School board members argue that using Girl Interrupted in the classroom honors free speech and that prohibiting it would amount to unconstitutional censorship. However, the CCLM spokesman feels the board members are making a spurious claim when they cite First Amendment freedom as a justification for obscenity.
The Civic League's representative at the board's meeting contested that idea from the floor, Heath points out. "When one of the school board members said to not have the book in the curriculum would be the practice of censorship," he notes, "our representative objected and said, 'Look, you censor Playboy. You don't allow people to read Playboy in the schools, so that's a non-issue. You're lying.'"
The Orono school board has the responsibility to make decisions about content and does in fact make such decisions all the time, Heath contends. He feels parents and pro-family citizens in the Maine community have every right to be outraged over the school committee's decision to retain a sexually explicit novel in Orono High School's ninth-grade English literature classes.

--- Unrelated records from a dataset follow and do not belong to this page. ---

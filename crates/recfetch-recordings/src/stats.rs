//! Run statistics and the final summary table.
//!
//! Counters are accumulated by the orchestrator per window, record and asset.
//! The summary is printed as a table on a TTY and as log lines otherwise.

use std::fmt;
use std::time::Duration;

use comfy_table::{Cell, Color, Table, modifiers::UTF8_ROUND_CORNERS, presets::UTF8_FULL};
use indicatif::HumanBytes;
use recfetch_core::{FetchError, fmt_num};

/// Unit of work a failure belongs to
#[derive(Debug, Clone, Copy, PartialEq, Eq)]
pub enum FailureScope {
    Window,
    Record,
    Asset,
}

impl fmt::Display for FailureScope {
    fn fmt(&self, f: &mut fmt::Formatter<'_>) -> fmt::Result {
        f.write_str(match self {
            Self::Window => "window",
            Self::Record => "record",
            Self::Asset => "asset",
        })
    }
}

/// One failed unit of work, kept for the summary
#[derive(Debug, Clone)]
pub struct Failure {
    pub scope: FailureScope,
    pub label: String,
    /// Short error class, see [`FetchError::kind`]
    pub kind: &'static str,
    pub message: String,
}

impl Failure {
    pub fn new(scope: FailureScope, label: impl Into<String>, error: &FetchError) -> Self {
        Self {
            scope,
            label: label.into(),
            kind: error.kind(),
            message: error.to_string(),
        }
    }
}

/// Result of one asset job
#[derive(Debug)]
pub struct AssetOutcome {
    pub label: String,
    pub result: Result<u64, FetchError>,
    pub elapsed: Duration,
}

impl AssetOutcome {
    /// Log completion (non-TTY mode only).
    pub fn log(&self) {
        match &self.result {
            Ok(bytes) => log::info!(
                "{}: {} [{:.1}s]",
                self.label,
                HumanBytes(*bytes),
                self.elapsed.as_secs_f64()
            ),
            Err(e) if e.is_cancelled() => log::debug!("{}: cancelled", self.label),
            Err(e) => log::error!("{}: {e}", self.label),
        }
    }
}

/// Summary of a pipeline run
#[derive(Debug, Default)]
pub struct RunSummary {
    pub windows_planned: usize,
    pub windows_failed: usize,
    pub records_listed: usize,
    pub records_failed: usize,
    pub assets_completed: usize,
    /// Assets without a remote location
    pub assets_skipped: usize,
    pub assets_failed: usize,
    pub bytes_written: u64,
    pub elapsed: Duration,
    pub cancelled: bool,
    pub failures: Vec<Failure>,
}

impl RunSummary {
    pub fn new(windows_planned: usize) -> Self {
        Self {
            windows_planned,
            ..Default::default()
        }
    }

    pub fn add_asset(&mut self, outcome: &AssetOutcome) {
        match &outcome.result {
            Ok(bytes) => {
                self.assets_completed += 1;
                self.bytes_written += bytes;
            }
            Err(e) if e.is_cancelled() => self.cancelled = true,
            Err(e) => {
                self.assets_failed += 1;
                self.failures
                    .push(Failure::new(FailureScope::Asset, &outcome.label, e));
            }
        }
    }

    pub fn add_record_failure(&mut self, label: &str, error: &FetchError) {
        self.records_failed += 1;
        self.failures
            .push(Failure::new(FailureScope::Record, label, error));
    }

    pub fn add_window_failure(&mut self, label: &str, error: &FetchError) {
        if error.is_cancelled() {
            self.cancelled = true;
            return;
        }
        self.windows_failed += 1;
        self.failures
            .push(Failure::new(FailureScope::Window, label, error));
    }

    /// Whether any window could not be listed
    pub fn has_window_failures(&self) -> bool {
        self.windows_failed > 0
    }

    /// Whether anything at all failed
    pub fn has_failures(&self) -> bool {
        !self.failures.is_empty()
    }

    /// Format summary table as a string.
    pub fn format_table(&self) -> String {
        let mut table = Table::new();
        table
            .load_preset(UTF8_FULL)
            .apply_modifier(UTF8_ROUND_CORNERS)
            .set_header(vec![
                Cell::new("Recordings")
                    .fg(Color::Cyan)
                    .add_attribute(comfy_table::Attribute::Bold),
                Cell::new("Value").fg(Color::Cyan),
            ]);

        table.add_row(vec![
            Cell::new("Windows"),
            Cell::new(format!(
                "{} ({} failed)",
                self.windows_planned, self.windows_failed
            )),
        ]);
        table.add_row(vec![
            Cell::new("Records"),
            Cell::new(format!(
                "{} ({} failed)",
                fmt_num(self.records_listed),
                self.records_failed
            )),
        ]);
        table.add_row(vec![
            Cell::new("Assets completed").fg(Color::Green),
            Cell::new(fmt_num(self.assets_completed)).fg(Color::Green),
        ]);
        table.add_row(vec![
            Cell::new("Assets skipped"),
            Cell::new(fmt_num(self.assets_skipped)),
        ]);
        let failed = Cell::new(fmt_num(self.assets_failed));
        table.add_row(vec![
            Cell::new("Assets failed"),
            if self.assets_failed > 0 {
                failed.fg(Color::Red)
            } else {
                failed
            },
        ]);
        table.add_row(vec![
            Cell::new("Bytes written"),
            Cell::new(HumanBytes(self.bytes_written).to_string()),
        ]);
        table.add_row(vec![
            Cell::new("Time"),
            Cell::new(format!("{:.1}s", self.elapsed.as_secs_f64())),
        ]);

        let mut out = format!("\n{table}");
        if !self.failures.is_empty() {
            let mut failures = Table::new();
            failures
                .load_preset(UTF8_FULL)
                .apply_modifier(UTF8_ROUND_CORNERS)
                .set_header(vec![
                    Cell::new("Failed").fg(Color::Red),
                    Cell::new("Kind").fg(Color::Red),
                    Cell::new("Error").fg(Color::Red),
                ]);
            for f in &self.failures {
                failures.add_row(vec![
                    Cell::new(format!("{} {}", f.scope, f.label)),
                    Cell::new(f.kind),
                    Cell::new(&f.message),
                ]);
            }
            out.push_str(&format!("\n{failures}"));
        }
        out
    }

    /// Log summary (non-TTY mode).
    pub fn log(&self) {
        log::info!("=== Run Summary ===");
        log::info!(
            "Windows: {} ({} failed)",
            self.windows_planned,
            self.windows_failed
        );
        log::info!(
            "Records: {} ({} failed)",
            fmt_num(self.records_listed),
            self.records_failed
        );
        log::info!(
            "Assets: {} completed, {} skipped, {} failed",
            fmt_num(self.assets_completed),
            fmt_num(self.assets_skipped),
            fmt_num(self.assets_failed)
        );
        log::info!(
            "Written: {} in {:.1}s",
            HumanBytes(self.bytes_written),
            self.elapsed.as_secs_f64()
        );
        for f in &self.failures {
            log::warn!("Failed {} {}: [{}] {}", f.scope, f.label, f.kind, f.message);
        }
        if self.cancelled {
            log::warn!("Run was cancelled before completion");
        }
    }
}
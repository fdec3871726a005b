//! Retry with exponential backoff for transient remote failures

use std::time::{Duration, Instant};

use indicatif::ProgressBar;

use crate::error::FetchError;
use crate::http::HttpConfig;
use crate::shutdown::ShutdownFlag;

/// Slice used to keep backoff sleeps responsive to shutdown
const SLEEP_SLICE: Duration = Duration::from_millis(100);

/// Exponential backoff: base * 2^(attempt-1) (2s, 4s, 8s, ... for a 2s base)
pub fn backoff_duration(base: Duration, attempt: u32) -> Duration {
    base * 2u32.pow(attempt.saturating_sub(1).min(16))
}

/// Retry a fallible operation with exponential backoff.
///
/// On retryable errors, logs the failure, updates the progress bar, sleeps,
/// and retries up to `config.max_retries` times. Shutdown interrupts the
/// backoff sleep and ends with [`FetchError::Cancelled`].
///
/// Returns `Ok(T)` on first success, or the final `Err` on exhaustion / non-retryable error.
pub fn retry_with_backoff<T>(
    label: &str,
    config: &HttpConfig,
    shutdown: &ShutdownFlag,
    pb: &ProgressBar,
    mut attempt_fn: impl FnMut() -> Result<T, FetchError>,
) -> Result<T, FetchError> {
    let max_retries = config.max_retries;
    let mut attempt = 0u32;
    loop {
        match attempt_fn() {
            Ok(v) => return Ok(v),
            Err(e) if attempt < max_retries && e.is_retryable() => {
                attempt += 1;
                pb.set_message(format!("retry {attempt}/{max_retries}..."));
                log::debug!("{label}: attempt {attempt}/{max_retries} failed: {e}, retrying...");
                if !sleep_unless_shutdown(backoff_duration(config.backoff_base, attempt), shutdown)
                {
                    return Err(FetchError::Cancelled);
                }
            }
            Err(e) => {
                if !e.is_cancelled() {
                    log::debug!("{label}: giving up: {e}");
                }
                return Err(e);
            }
        }
    }
}

/// Sleep for `total`, waking early on shutdown. Returns false if interrupted.
fn sleep_unless_shutdown(total: Duration, shutdown: &ShutdownFlag) -> bool {
    let deadline = Instant::now() + total;
    loop {
        if shutdown.is_requested() {
            return false;
        }
        let now = Instant::now();
        if now >= deadline {
            return true;
        }
        std::thread::sleep(SLEEP_SLICE.min(deadline - now));
    }
}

I'll bet you SIXTY bucks I don't have to read the book. I read the description of what it contained in the article. A book doesn't need to have the "F word 30 times on one page" to. Once will do it.
"What book doesn't have sexual content?"
Are you kidding?! Is that supposed to be a reasonable argument for pushing more sexuality into the lives of 9th graders? Don't read much do you?

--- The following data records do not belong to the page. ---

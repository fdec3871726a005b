#![allow(dead_code)]

pub mod mock_server;

use std::path::{Path, PathBuf};
use std::time::Duration;

use recfetch_core::HttpConfig;

/// Short timeouts, no backoff delay
pub fn fast_http(max_retries: u32) -> HttpConfig {
    HttpConfig {
        read_timeout: Duration::from_secs(5),
        max_retries,
        backoff_base: Duration::from_millis(1),
    }
}

/// All regular files under `root`, relative, sorted
pub fn files_under(root: &Path) -> Vec<PathBuf> {
    let mut out = Vec::new();
    collect(root, root, &mut out);
    out.sort();
    out
}

fn collect(root: &Path, dir: &Path, out: &mut Vec<PathBuf>) {
    let Ok(entries) = std::fs::read_dir(dir) else {
        return;
    };
    for entry in entries.flatten() {
        let path = entry.path();
        if path.is_dir() {
            collect(root, &path, out);
        } else {
            out.push(path.strip_prefix(root).unwrap().to_path_buf());
        }
    }
}
//! Fetch subcommand - download every recording in a date range

use std::path::PathBuf;
use std::process::ExitCode;
use std::sync::Arc;

use chrono::NaiveDate;
use clap::Args;
use recfetch_core::{HttpConfig, SharedProgress, ShutdownFlag};
use recfetch_recordings::{Config, CredentialBroker, Orchestrator, RunSummary, TokenPlacement};
use signal_hook::consts::{SIGINT, SIGTERM};

use super::parse_date;
use crate::config::{ENV_ACCOUNT_ID, ENV_CLIENT_ID, ENV_CLIENT_SECRET, FileConfig};

/// Exit status when the run was interrupted
pub const EXIT_CANCELLED: u8 = 130;

#[derive(Args, Debug)]
pub struct FetchArgs {
    /// First day to fetch (YYYY-MM-DD, inclusive)
    #[arg(long, value_parser = parse_date)]
    pub from: NaiveDate,

    /// Last day to fetch (YYYY-MM-DD, inclusive)
    #[arg(long, value_parser = parse_date)]
    pub to: NaiveDate,

    /// User whose recordings are listed (default: owner of the credentials)
    #[arg(short, long)]
    pub user: Option<String>,

    /// Output directory
    #[arg(short, long)]
    pub output: Option<PathBuf>,

    /// Leading component of every recording folder name
    #[arg(long)]
    pub folder_prefix: Option<String>,

    /// Number of parallel downloads
    #[arg(short, long)]
    pub workers: Option<usize>,

    /// Records requested per listing page (max 300)
    #[arg(long)]
    pub page_size: Option<u32>,

    /// Where the access token goes on download requests (query, header)
    #[arg(long)]
    pub token_in: Option<TokenPlacement>,

    /// Exit non-zero when any record or file failed
    #[arg(long)]
    pub strict: bool,
}

/// Merge command-line flags over the file configuration
pub fn build_config(args: &FetchArgs, file: &FileConfig, http: HttpConfig) -> Config {
    let mut config = Config::for_range(args.from, args.to);
    config.account_id = file.account.account_id.clone().unwrap_or_default();
    config.client_id = file.account.client_id.clone().unwrap_or_default();
    config.client_secret = file.account.client_secret.clone().unwrap_or_default();
    config.user_id = args
        .user
        .clone()
        .unwrap_or_else(|| file.account.user_id.clone());
    config.output_dir = args
        .output
        .clone()
        .unwrap_or_else(|| file.output.dir.clone());
    config.folder_prefix = args
        .folder_prefix
        .clone()
        .unwrap_or_else(|| file.output.folder_prefix.clone());
    config.api_base = file.api.base_url.clone();
    config.oauth_url = file.api.oauth_url.clone();
    config.page_size = args.page_size.unwrap_or(file.api.page_size);
    config.workers = args.workers.unwrap_or(file.workers);
    config.token_placement = args.token_in.unwrap_or(file.api.token_placement);
    config.http = http;
    config
}

/// Process exit status for a finished run
///
/// - 130: interrupted
/// - 1: a whole window could not be listed, or `strict` and anything failed
/// - 0: otherwise, including individual record or file failures
pub fn exit_status(summary: &RunSummary, strict: bool) -> u8 {
    if summary.cancelled {
        EXIT_CANCELLED
    } else if summary.has_window_failures() || (strict && summary.has_failures()) {
        1
    } else {
        0
    }
}

/// First signal requests a graceful stop; a second one exits immediately.
fn install_signal_handlers(shutdown: &ShutdownFlag) -> std::io::Result<()> {
    for signal in [SIGTERM, SIGINT] {
        let flag = shutdown.clone();
        // SAFETY: the handler only swaps an atomic and calls process::exit
        unsafe {
            signal_hook::low_level::register(signal, move || {
                if flag.request() {
                    std::process::exit(i32::from(EXIT_CANCELLED));
                }
            })?;
        }
    }
    Ok(())
}

pub fn run(
    args: FetchArgs,
    file: &FileConfig,
    http: HttpConfig,
    progress: &SharedProgress,
) -> ExitCode {
    let config = build_config(&args, file, http);
    log::debug!("{config:?}");

    let shutdown = ShutdownFlag::new();
    if let Err(e) = install_signal_handlers(&shutdown) {
        log::error!("Failed to install signal handlers: {e}");
        return ExitCode::from(2);
    }

    let broker = Arc::new(CredentialBroker::new(config.credentials()));
    let missing_credentials = [&config.account_id, &config.client_id, &config.client_secret]
        .iter()
        .any(|v| v.trim().is_empty());
    let orchestrator = match Orchestrator::new(config, broker, shutdown, Arc::clone(progress)) {
        Ok(o) => o,
        Err(e) => {
            log::error!("Invalid configuration: {e:#}");
            if missing_credentials {
                log::error!(
                    "Set [account] in recfetch.toml or {ENV_ACCOUNT_ID}, {ENV_CLIENT_ID}, {ENV_CLIENT_SECRET}"
                );
            }
            return ExitCode::from(2);
        }
    };

    log::debug!("Listing recordings for '{}'", orchestrator.config().user_id);

    let summary = match orchestrator.run() {
        Ok(summary) => summary,
        Err(e) if e.is_cancelled() => {
            log::warn!("Interrupted before any window was processed");
            return ExitCode::from(EXIT_CANCELLED);
        }
        Err(e) => {
            log::error!("Run aborted: {e}");
            return ExitCode::from(2);
        }
    };

    if progress.is_tty() {
        eprintln!("\n{}", summary.format_table());
    } else {
        summary.log();
    }
    if summary.cancelled {
        log::warn!("Interrupted; rerun the same range to pick up remaining files");
    }

    ExitCode::from(exit_status(&summary, args.strict))
}
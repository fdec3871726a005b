pub mod fetch;
pub mod plan;

use chrono::NaiveDate;

/// Parse a `YYYY-MM-DD` command-line date
pub fn parse_date(s: &str) -> Result<NaiveDate, String> {
    NaiveDate::parse_from_str(s, "%Y-%m-%d").map_err(|e| format!("Invalid date format: {e}"))
}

I was just going to alert you to this.
People don't realize (or maybe some do...?) how influencable kids are to what they read/see/hear.

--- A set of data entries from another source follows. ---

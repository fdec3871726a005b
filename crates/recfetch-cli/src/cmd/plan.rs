//! Plan subcommand - show the monthly windows a fetch would list

use anyhow::Result;
use chrono::NaiveDate;
use clap::Args;
use comfy_table::{Cell, CellAlignment, Color, Table, modifiers::UTF8_ROUND_CORNERS, presets::UTF8_FULL};
use recfetch_recordings::DateWindow;
use recfetch_recordings::window;

use super::parse_date;

#[derive(Args, Debug)]
pub struct PlanArgs {
    /// First day (YYYY-MM-DD, inclusive)
    #[arg(long, value_parser = parse_date)]
    pub from: NaiveDate,

    /// Last day (YYYY-MM-DD, inclusive)
    #[arg(long, value_parser = parse_date)]
    pub to: NaiveDate,
}

fn format_plan(windows: &[DateWindow]) -> String {
    let mut table = Table::new();
    table
        .load_preset(UTF8_FULL)
        .apply_modifier(UTF8_ROUND_CORNERS)
        .set_header(vec![
            Cell::new("#").fg(Color::Cyan),
            Cell::new("From").fg(Color::Cyan),
            Cell::new("To").fg(Color::Cyan),
            Cell::new("Days").fg(Color::Cyan),
        ]);

    for (i, w) in windows.iter().enumerate() {
        table.add_row(vec![
            Cell::new(i + 1).set_alignment(CellAlignment::Right),
            Cell::new(w.start),
            Cell::new(w.end),
            Cell::new(w.days()).set_alignment(CellAlignment::Right),
        ]);
    }

    table.to_string()
}

pub fn run(args: PlanArgs) -> Result<()> {
    let windows = window::plan(args.from, args.to)?;
    println!("{}", format_plan(&windows));
    log::info!(
        "{} window(s), {} day(s)",
        windows.len(),
        windows.iter().map(DateWindow::days).sum::<i64>()
    );
    Ok(())
}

Reading and seeing raunchy crap will stay with them a long time. There is no doubt about it. Not saying every kid will turn into a werewolf. But the mind absorbs everything you put into it, to one degree or another. And highly emotional content, especially sexual and violent, stores better.
There is plenty of good literature that isn't offensive that high school kids could read with benefit.
LOL!!! I rest my case.
Because I'm not familiar with the movie and just wondered. Kids have to be 17 to get in to see the movie. I don't think many ninth graders are 17.
I know for a fact that Jake Barnes doesn't have sex with Lady Ashley in Hemingway's The Sun Also Rises!
So if the school board has to keep out everything that offends you, whats to stop the Muslims from trying to keep out everything that offends them?
With the movies kids are watching today whats a bit of profanity in a book.
Maybe it should be rated PG17.
I could not agree with you more. There are countless great novels that kids could read.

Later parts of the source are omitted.